Durch seine stadt- und heimatgeschichtlichen Arbeiten ist Brasse bis heute in Erinnerung geblieben. 1903 verfasste er die Festschrift zur Hundertjahrfeier der „Gesellschaft Erholung“. 1907 folgte eine Arbeit über die Familiennamen in M.Gladbach und Umgebung bis zum Ende des 16. Jahrhunderts. Im Auftrag der Stadt entstand seine Stadtgeschichte in vier Bänden. Der Band I und das Urkundenbuch über die Zeit des Mittelalters erschienen 1914. Der Band II über die Neuzeit wurde kriegsbedingt erst 1922 gedruckt.

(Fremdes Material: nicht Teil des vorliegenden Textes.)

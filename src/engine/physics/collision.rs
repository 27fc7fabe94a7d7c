use serde::{Deserialize, Serialize};

use super::trace::SurfaceId;

/// Trace channels a surface can block.
///
/// Ledge probing and wall running query their own channels so level designers
/// can mark which geometry is climbable or runnable independently.
#[derive(Debug, Clone, Copy, PartialEq, Eq, Hash, Serialize, Deserialize)]
pub enum CollisionChannel {
    /// Generic line-of-sight and floor probes
    Visibility = 0b0000_0001,

    /// Character capsule movement and clearance checks
    Pawn = 0b0000_0010,

    /// Geometry that can be mantled onto
    Climbable = 0b0000_0100,

    /// Walls that support wall running
    WallRunnable = 0b0000_1000,
}

impl CollisionChannel {
    pub fn bit(self) -> u32 {
        self as u32
    }
}

/// Set of channels a surface blocks
#[derive(Debug, Clone, Copy, PartialEq, Eq, Hash, Default, Serialize, Deserialize)]
pub struct ChannelMask(u32);

impl ChannelMask {
    pub const NONE: ChannelMask = ChannelMask(0);
    pub const ALL: ChannelMask = ChannelMask(0b0000_1111);

    /// Ordinary level geometry: blocks movement and visibility, nothing special
    pub const WORLD: ChannelMask =
        ChannelMask(CollisionChannel::Visibility as u32 | CollisionChannel::Pawn as u32);

    pub const fn from_bits(bits: u32) -> Self {
        Self(bits & Self::ALL.0)
    }

    pub fn bits(self) -> u32 {
        self.0
    }

    pub fn with(self, channel: CollisionChannel) -> Self {
        Self(self.0 | channel.bit())
    }

    pub fn without(self, channel: CollisionChannel) -> Self {
        Self(self.0 & !channel.bit())
    }

    pub fn blocks(self, channel: CollisionChannel) -> bool {
        self.0 & channel.bit() != 0
    }
}

impl From<CollisionChannel> for ChannelMask {
    fn from(channel: CollisionChannel) -> Self {
        Self(channel.bit())
    }
}

/// What kind of object owns a surface
#[derive(Debug, Clone, Copy, PartialEq, Eq, Hash, Default, Serialize, Deserialize)]
pub enum ObjectType {
    #[default]
    WorldStatic,
    /// Another character's capsule
    Pawn,
}

/// Named query presets for capsule overlaps
#[derive(Debug, Clone, Copy, PartialEq, Eq, Hash)]
pub enum CollisionProfile {
    /// The character's own profile, blocked by everything on the pawn channel
    Pawn,
    /// Like `Pawn` but other characters are ignored
    IgnoreOnlyPawn,
}

impl CollisionProfile {
    pub fn to_filter(self) -> QueryFilter {
        match self {
            CollisionProfile::Pawn => QueryFilter::channel(CollisionChannel::Pawn),
            CollisionProfile::IgnoreOnlyPawn => {
                QueryFilter::channel(CollisionChannel::Pawn).ignoring_pawns()
            }
        }
    }
}

/// Which surfaces a sweep or overlap considers
#[derive(Debug, Clone, Copy, PartialEq, Eq)]
pub struct QueryFilter {
    pub channel: CollisionChannel,
    pub ignore_pawns: bool,
    pub ignored_surface: Option<SurfaceId>,
}

impl QueryFilter {
    pub fn channel(channel: CollisionChannel) -> Self {
        Self {
            channel,
            ignore_pawns: false,
            ignored_surface: None,
        }
    }

    pub fn ignoring_pawns(mut self) -> Self {
        self.ignore_pawns = true;
        self
    }

    pub fn ignoring(mut self, surface: SurfaceId) -> Self {
        self.ignored_surface = Some(surface);
        self
    }

    /// Whether a surface with these properties takes part in the query
    pub fn accepts(&self, surface: SurfaceId, blocks: ChannelMask, object_type: ObjectType) -> bool {
        if self.ignored_surface == Some(surface) {
            return false;
        }
        if self.ignore_pawns && object_type == ObjectType::Pawn {
            return false;
        }
        blocks.blocks(self.channel)
    }
}
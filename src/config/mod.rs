//! Configuration module for findz
//!
//! Settings come from an optional TOML file in the user's config directory
//! (`~/.config/findz/config.toml` on Linux) and `FINDZ_*` environment
//! variables, layered over the defaults. Nothing in the library requires a
//! config file; every API also takes explicit parameters.

use crate::cache::{CacheError, CacheStore};
use crate::filter::FilterExpression;
use crate::walk::{self, WalkParams};
use config::{Config, ConfigError, Environment, File, FileFormat};
use serde::{Deserialize, Serialize};
use std::path::{Path, PathBuf};
use std::sync::Arc;

/// Application configuration structure
#[derive(Debug, Serialize, Deserialize, Clone, PartialEq, Eq)]
#[serde(default)]
pub struct FindzConfig {
    /// Directory of the on-disk cache store
    pub cache_dir: PathBuf,

    /// Cache archive listings and directory mtimes between runs
    pub use_cache: bool,

    /// Archive worker threads
    pub workers: usize,

    pub batch_size: usize,
    pub queue_capacity: usize,
    pub progress_interval: usize,
    pub follow_symlinks: bool,
}

impl Default for FindzConfig {
    fn default() -> Self {
        Self {
            cache_dir: default_cache_dir(),
            use_cache: true,
            workers: walk::default_workers(),
            batch_size: walk::DEFAULT_BATCH_SIZE,
            queue_capacity: walk::DEFAULT_QUEUE_CAPACITY,
            progress_interval: walk::DEFAULT_PROGRESS_INTERVAL,
            follow_symlinks: false,
        }
    }
}

fn default_cache_dir() -> PathBuf {
    dirs::cache_dir()
        .unwrap_or_else(std::env::temp_dir)
        .join("findz")
}

impl FindzConfig {
    /// Get the path to the config file
    ///
    /// # Errors
    ///
    /// Returns `ConfigError` if the system config directory cannot be determined.
    pub fn config_path() -> Result<PathBuf, ConfigError> {
        let config_dir = dirs::config_dir()
            .ok_or_else(|| ConfigError::Message("Could not determine config directory".to_string()))?;
        Ok(config_dir.join("findz").join("config.toml"))
    }

    /// Load configuration from the default location. A missing file is not an
    /// error.
    ///
    /// # Errors
    ///
    /// Returns `ConfigError` if the file or an environment value cannot be parsed.
    pub fn load() -> Result<Self, ConfigError> {
        Self::load_from(&Self::config_path()?)
    }

    /// Load configuration from `path` (optional) plus `FINDZ_*` variables
    ///
    /// # Errors
    ///
    /// Returns `ConfigError` if the file or an environment value cannot be parsed.
    pub fn load_from(path: &Path) -> Result<Self, ConfigError> {
        let settings = Config::builder()
            .add_source(File::from(path).format(FileFormat::Toml).required(false))
            .add_source(Environment::with_prefix("FINDZ").try_parsing(true))
            .build()?;
        settings.try_deserialize()
    }

    /// Walk parameters for `filter` with this configuration's tuning
    #[must_use]
    pub fn walk_params(&self, filter: FilterExpression) -> WalkParams {
        let mut params = WalkParams::new(filter);
        params.follow_symlinks = self.follow_symlinks;
        params.workers = self.workers;
        params.batch_size = self.batch_size;
        params.queue_capacity = self.queue_capacity;
        params.progress_interval = self.progress_interval;
        params
    }

    /// Open the cache store at `cache_dir`
    ///
    /// # Errors
    ///
    /// Returns `CacheError` if the store cannot be opened.
    pub fn open_cache(&self) -> Result<Arc<CacheStore>, CacheError> {
        Ok(Arc::new(CacheStore::open(&self.cache_dir)?))
    }

    /// The cache store for a search, `None` when caching is off or the store
    /// cannot be opened. An open failure is logged and the search runs
    /// without a cache.
    #[must_use]
    pub fn search_cache(&self, no_cache: bool) -> Option<Arc<CacheStore>> {
        if no_cache || !self.use_cache {
            return None;
        }
        match self.open_cache() {
            Ok(store) => Some(store),
            Err(e) => {
                tracing::warn!(error = %e, path = %self.cache_dir.display(), "cache unavailable, searching without it");
                None
            }
        }
    }
}
//! Include/exclude selection over archive members
//!
//! Two strategies, kept separate on purpose:
//! - [`SelectionStrategy::PerMember`] judges every member by its own extension,
//!   exclude first, then include.
//! - [`SelectionStrategy::WholeArchive`] keeps or drops the archive as a unit:
//!   any excluded extension drops it, and a non-empty include list drops it
//!   unless some member matches.

use crate::record::{FileInfo, FileType};

#[derive(Debug, Clone, Copy, PartialEq, Eq, Default)]
pub enum SelectionStrategy {
    #[default]
    PerMember,
    WholeArchive,
}

#[derive(Debug, Clone, PartialEq, Eq, Default)]
pub struct ArchiveSelection {
    pub strategy: SelectionStrategy,
    include: Vec<String>,
    exclude: Vec<String>,
}

impl ArchiveSelection {
    #[must_use]
    pub fn per_member<I, E>(include: I, exclude: E) -> Self
    where
        I: IntoIterator,
        I::Item: AsRef<str>,
        E: IntoIterator,
        E::Item: AsRef<str>,
    {
        Self::new(SelectionStrategy::PerMember, include, exclude)
    }

    #[must_use]
    pub fn whole_archive<I, E>(include: I, exclude: E) -> Self
    where
        I: IntoIterator,
        I::Item: AsRef<str>,
        E: IntoIterator,
        E::Item: AsRef<str>,
    {
        Self::new(SelectionStrategy::WholeArchive, include, exclude)
    }

    fn new<I, E>(strategy: SelectionStrategy, include: I, exclude: E) -> Self
    where
        I: IntoIterator,
        I::Item: AsRef<str>,
        E: IntoIterator,
        E::Item: AsRef<str>,
    {
        Self {
            strategy,
            include: normalize(include),
            exclude: normalize(exclude),
        }
    }

    /// No include and no exclude list: every member passes
    #[must_use]
    pub fn is_empty(&self) -> bool {
        self.include.is_empty() && self.exclude.is_empty()
    }

    #[must_use]
    pub fn include(&self) -> &[String] {
        &self.include
    }

    #[must_use]
    pub fn exclude(&self) -> &[String] {
        &self.exclude
    }

    /// Apply the selection to one archive's member listing. Directory and link
    /// members are never judged by extension.
    #[must_use]
    pub fn apply(&self, members: Vec<FileInfo>) -> Vec<FileInfo> {
        if self.is_empty() {
            return members;
        }
        match self.strategy {
            SelectionStrategy::PerMember => members
                .into_iter()
                .filter(|m| m.file_type != FileType::File || self.keeps_extension(&m.ext()))
                .collect(),
            SelectionStrategy::WholeArchive => {
                if self.skips_archive(&members) {
                    Vec::new()
                } else {
                    members
                }
            }
        }
    }

    fn keeps_extension(&self, ext: &str) -> bool {
        if self.exclude.iter().any(|e| e == ext) {
            return false;
        }
        self.include.is_empty() || self.include.iter().any(|i| i == ext)
    }

    fn skips_archive(&self, members: &[FileInfo]) -> bool {
        let extensions: Vec<String> = members
            .iter()
            .filter(|m| m.file_type == FileType::File)
            .map(FileInfo::ext)
            .collect();
        if extensions.iter().any(|ext| self.exclude.contains(ext)) {
            return true;
        }
        !self.include.is_empty() && !extensions.iter().any(|ext| self.include.contains(ext))
    }
}

fn normalize<I>(extensions: I) -> Vec<String>
where
    I: IntoIterator,
    I::Item: AsRef<str>,
{
    extensions
        .into_iter()
        .map(|ext| ext.as_ref().trim().trim_start_matches('.').to_lowercase())
        .filter(|ext| !ext.is_empty())
        .collect()
}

Der 1919 fertiggestellte Urkundenband II erschien erst 1926 nach seinem Tode. In historischen Zeitschriften zwischen 1912 und 1922 veröffentlichte Brasse weitere Aufsätze zur Gladbacher Stadtgeschichte. 1915 wurde er in Anerkennung seiner Verdienste zum Mitglied der Gesellschaft für rheinische Geschichtskunde gewählt. Eine letzte Arbeit über Umfang und Grenzen des Mülgaus konnte er nicht mehr abschließen. Am 31. August 1923 verstarb der verdienstvolle Gymnasialprofessor Dr. Ernst Brasse im Alter von 57 Jahren. 1930 wurde eine Straße in Hardterbroich nach Ernst Brasse benannt. Seine letzte Ruhestätte auf dem Evangelischen Friedhof wurde von der Stadt Mönchengladbach lange Jahre als Ehrengrab gepflegt.